Die neuen Absender: was hat sich hier verändert?
Auch die Absender haben sich verändert. In chaotischen Situationen und dem, was daraus folgt, müssen sich alle anpassen, aber einige tun es mehr und andere gar nicht.
- Die "Lügner": Sie erzählen das Blaue vom Himmel, schlagen die ganz große Trommel, aber ob der Regen auch wirklich dann fällt - wer weiß das schon? Sie kommen, versprechen viel und verschwinden schnell. Und haben dann so viel eingesackt, wie sie können. Gerade in der Anfangszeit schlug ihre große Stunde.
- Die "Guten": echt, wirklich, wahrhaftig. Sie überzeugen mit Beweisen, bieten Vorteile, welche tatsächlich zu gebrauchen sind. Jetzt kann ihre Zeit sein, denn die Menschen sind gewarnt, kritisch und fragen nach. Doch es herrscht über vieles auch noch große Unsicherheit, oft mit noch zu wenig Wissen. Überzeugen ist anstrengend, aber es lohnt sich.
- Die "Zauderer": Sie machen erstmal weiter so wie bisher. Wird schon alles "irgendwie" werden, bis dann "irgendwann" gar nichts mehr geht.
- Die "Schiffbrüchigen": Sie sind schon gescheitert. Zu ihnen gesellen sich auch bald die Zauderer, sollten sie nicht noch vorher aufwachen.
- Die "Gar-nix-Macher": Die sitzen einfach alles aus und geniessen den Sommer.

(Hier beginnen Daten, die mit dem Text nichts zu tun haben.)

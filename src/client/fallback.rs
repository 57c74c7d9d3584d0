//! Deterministic substitutes for failed reads
//!
//! When a read fails, the tracker shows one of these instead of an error so
//! the screen stays usable. They are never stored in the request cache, so the
//! next read goes back to the server.

use chrono::{DateTime, NaiveDate, Utc};

use super::models::{
    DEFAULT_GOAL_AMOUNT, DailyWaterLog, DateRange, Goal, StatsPeriod, Streak, WaterStats,
};
use crate::error::ApiResult;

/// Id used for synthesized records
pub const FALLBACK_ID: &str = "fallback";

/// Nothing logged today
pub fn today_logs(today: NaiveDate) -> DailyWaterLog {
    DailyWaterLog::empty(today)
}

/// Zero streak that last logged today
pub fn streak(now: DateTime<Utc>) -> Streak {
    Streak {
        current_streak: 0,
        longest_streak: 0,
        last_logged_date: now.date_naive(),
        id: FALLBACK_ID.to_string(),
        user_id: FALLBACK_ID.to_string(),
        updated_at: now,
    }
}

/// The default goal
pub fn goal(now: DateTime<Utc>) -> Goal {
    Goal {
        goal_amount: DEFAULT_GOAL_AMOUNT,
        id: FALLBACK_ID.to_string(),
        user_id: FALLBACK_ID.to_string(),
        updated_at: now,
    }
}

/// One empty day per date in the range
pub fn history(range: &DateRange) -> Vec<DailyWaterLog> {
    range.days().map(DailyWaterLog::empty).collect()
}

/// A period with no data points
pub fn stats(period: StatsPeriod) -> WaterStats {
    WaterStats {
        period,
        data: Vec::new(),
    }
}

/// Unwrap a read result, substituting `fallback` on error.
pub fn or_fallback<T>(result: ApiResult<T>, what: &str, fallback: impl FnOnce() -> T) -> T {
    match result {
        Ok(value) => value,
        Err(e) => {
            log::warn!("Failed to fetch {}, using fallback: {}", what, e);
            fallback()
        }
    }
}

#[cfg(test)]
mod tests {
    use super::*;
    use crate::error::ApiError;
    use chrono::TimeZone;

    fn now() -> DateTime<Utc> {
        Utc.with_ymd_and_hms(2025, 6, 4, 12, 0, 0).unwrap()
    }

    #[test]
    fn test_today_fallback_is_empty() {
        let today = today_logs(now().date_naive());
        assert_eq!(today.total_amount, 0);
        assert!(today.logs.is_empty());
        assert_eq!(today.date, now().date_naive());
    }

    #[test]
    fn test_streak_fallback() {
        let streak = streak(now());
        assert_eq!(streak.current_streak, 0);
        assert_eq!(streak.longest_streak, 0);
        assert_eq!(streak.last_logged_date, now().date_naive());
        assert_eq!(streak.id, "fallback");
    }

    #[test]
    fn test_goal_fallback_is_default() {
        assert_eq!(goal(now()).goal_amount, 8);
    }

    #[test]
    fn test_history_fallback_covers_range() {
        let range = DateRange::last_days(now().date_naive(), 3).unwrap();
        let days = history(&range);
        assert_eq!(days.len(), 3);
        assert!(days.iter().all(|d| d.total_amount == 0 && d.logs.is_empty()));
        assert_eq!(days[0].date, range.start_date);
        assert_eq!(days[2].date, range.end_date);
    }

    #[test]
    fn test_fallbacks_are_deterministic() {
        assert_eq!(streak(now()), streak(now()));
        assert_eq!(stats(StatsPeriod::Monthly), stats(StatsPeriod::Monthly));
    }

    #[test]
    fn test_or_fallback() {
        let ok: ApiResult<u32> = Ok(3);
        assert_eq!(or_fallback(ok, "goal", || 8), 3);

        let failed: ApiResult<u32> = Err(ApiError::Network("down".to_string()));
        assert_eq!(or_fallback(failed, "goal", || 8), 8);
    }
}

Sie haben genug Reserven, Kredite oder anderes, sollen die anderen sich mal anstrengen. Irgendwann fangen sie dann auch an, wahrscheinlich so wie vorher.
Der Druck auf Kommunikation steigt. Die Rolle der Kommunikatioren ändert sich.

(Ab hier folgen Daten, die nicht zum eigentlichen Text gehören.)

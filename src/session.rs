//! Sign-in state
//!
//! Register, login and logout update the token and profile held in
//! [`Config`]. Callers persist the config afterwards.

use chrono::{DateTime, Utc};

use crate::client::AuthApi;
use crate::client::models::{LoginCredentials, User, UserCreate};
use crate::config::Config;
use crate::error::Result;

/// Create an account and remember its profile. Does not sign in.
pub async fn register<A: AuthApi + ?Sized>(
    api: &A,
    config: &mut Config,
    user: &UserCreate,
) -> Result<User> {
    let profile = api.register(user).await?;
    log::info!("Registered {}", profile.email);
    config.user = Some(profile.clone());
    Ok(profile)
}

/// Sign in and store the token.
///
/// The API returns only a token, so the stored profile is reused when it
/// belongs to the same email and a placeholder profile is created otherwise.
pub async fn login<A: AuthApi + ?Sized>(
    api: &A,
    config: &mut Config,
    email: &str,
    password: &str,
    now: DateTime<Utc>,
) -> Result<User> {
    let credentials = LoginCredentials {
        username: email.to_string(),
        password: password.to_string(),
    };
    let token = api.login(&credentials).await?;

    let profile = match config.user.take() {
        Some(existing) if existing.email.eq_ignore_ascii_case(email) => existing,
        _ => User::placeholder(email, now),
    };

    log::debug!("Signed in as {}", profile.email);
    config.token = Some(token);
    config.user = Some(profile.clone());
    Ok(profile)
}

/// Forget the token and profile. Returns whether anyone was signed in.
pub fn logout(config: &mut Config) -> bool {
    let had_session = config.token.is_some();
    config.token = None;
    config.user = None;
    had_session
}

Die Aufgabe der Kommunikatioren ist nicht einfacher geworden, ihre Rolle komplexer. Konnte man sich "früher", in präpandemischen" Zeiten, noch dem Glauben hingeben, man formuliere mal so einfach seine Botschaften, wähle seinen Medienmix und ein paar Prisen schöne Bilder, flotte Texte, flinke Programmierung, dann ist das heute definitiv nicht mehr so, sofern man sich zu denen zählt, die etwas gestalten wollen, gut oder böse. Am besten und schnell deutlich messbare Ergebnisse zeigen: Effektivität, Effizienz werden als Erfolgskategorien zusammen mit Agilität im Sinne von hoher Flexibilität und Geschwindigkeit noch wichtiger. Waren sie vorher schon, jetzt überlebenswichtig. Man trägt als Kommunikator noch deutlich mehr Verantwortung für das Unternehmensgeschehen als vorher. Die Gestaltung der Beziehungen nach Innen und nach Außen sind wichtigste Aufgaben, der Kommunikator ist ein Chief Social Officer, der soziale Verhältnisse steuert, den Austausch von Werten und Bedeutungen mit anderen.
- Wir geben Sinn: WARUM?
- Wir setzen Ziele: WOHIN?
- Wir zeigen Wege: WIE?
- Und das geht weit über das bloße WAS und über WELCHEN KANAL hinaus: die Gestaltung von Botschaften und deren Verbreitung über Medien.
Es bleibt also spannend und wird nie langweilig.